His friends said that she wasn’t calling him out in class because she wanted him; he was just stupid.

“You did manage to forget two years already, so let’s not make it three.”

When she held him after school one night, he never trusted his friends’ judgement again.

“You know, it’s a nice night out. Full moon. Your birthday.”

Everyone disapproved.

“No.”

His family shut him out.

“Just checking.”

The school fired her.

“You knew it was no.”

The legal system imprisoned her, but she was eventually on the street again with a ring on her finger and a husband in her pants.

“Sue me for asking.”

She tried giving him a nasty glare, but she started wobbling again. He forgot the woman he loved again. He bent over his wife and picked her up.

“Do we have anything left to drink?”

“It’s all gone. I’m sorry.”

She coughed bitterly. He wept like a boy.

“This curse ruined your life. I’m, I’m sorry.”

Her voice rumbled within.

“It’s my fault. I should have let you live a normal high school life, not force you from your ways because I wanted you.”

At that, her body went limp. Her pale fingers twitched slightly, the rust-colored liquid working its way back up and falling from her mouth.

Everything went silent. Then everything in the trees made a cacophonous turmoil. The skirmish of the animals left two people and one creature the only remaining members of the mountain trail.

Still in an uncontrollable fit of loss, he laid her across their gear. He reached his gun and aimed at the werewolf. The darkness didn’t bother his eyesight. He could make out a hairy figure, hunched over and about to die for the woman he still loved.

He pulled the trigger.

The safety was on.

Collapsing onto his knees, he prostrated himself in defeat, nothing new but the sense of regret lingering in his heart.

“Tommy? Tommy Cleavers? What are you doing up here, man?”

Tommy stood up to face the werewolf, oddly taking the form of a man. It hit him.

“Jeremy Finklemeyer? What… why…”

“I live here, man! Also, I go by ‘Jerry’ now. Like, I’ve been hiding here ever since I got turned into a werewolf.”

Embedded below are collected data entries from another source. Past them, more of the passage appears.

mod context;
mod error;
mod interpreter;
mod ops;
mod state;

pub(crate) use context::ExecutionContext;
pub use error::VmError;
pub use interpreter::Interpreter;
pub use state::{LogEntry, RunArgs, RunState, STACK_LIMIT};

Jerry had clearer skin than Tommy recalled, but it was buried under mounds of body hair. He was rounder and taller and smelled better than ever, despite living in the wild and technically smelling horrible.

“Who’s she?”

Tommy turned around.

“My wife. She… look, we’ve been trying to get a cure for her curse, and we read on the internet…”

Jerry smirked.

“Let me guess. Werewolf blood, huh? Like, I get it. Some couple’s been trying to kill me for four years to save the woman.”

“Six years, Jeremy.”

The half-conscious croak made Tommy clutch his chest, then look at Jerry, then curl into a fetal position.

“Nah, get up. I said I get it. Like, hold on. Is she… Miss Eden? That’s our bio teach, Gertrude Eden? WOW. Like, no, congrats, but wow.”

“Hello Jeremy. I expected more in this report than cheesy fingerprints.”

“Well, maybe I can get an extension? You know, like the one Tommy got from you in his pants?”

“This was the final…”

“Excuse me, can we not do this now?”

Jerry looked up at the moon.

“Yeah, no problem. Good thing you got the wrong day. The moon is still Waxing Gibbous. Pick up Gertie and follow me.”

After a few minutes, they reached a cabin with a sign blaring “WEREWOLF BLOOD” in red letters.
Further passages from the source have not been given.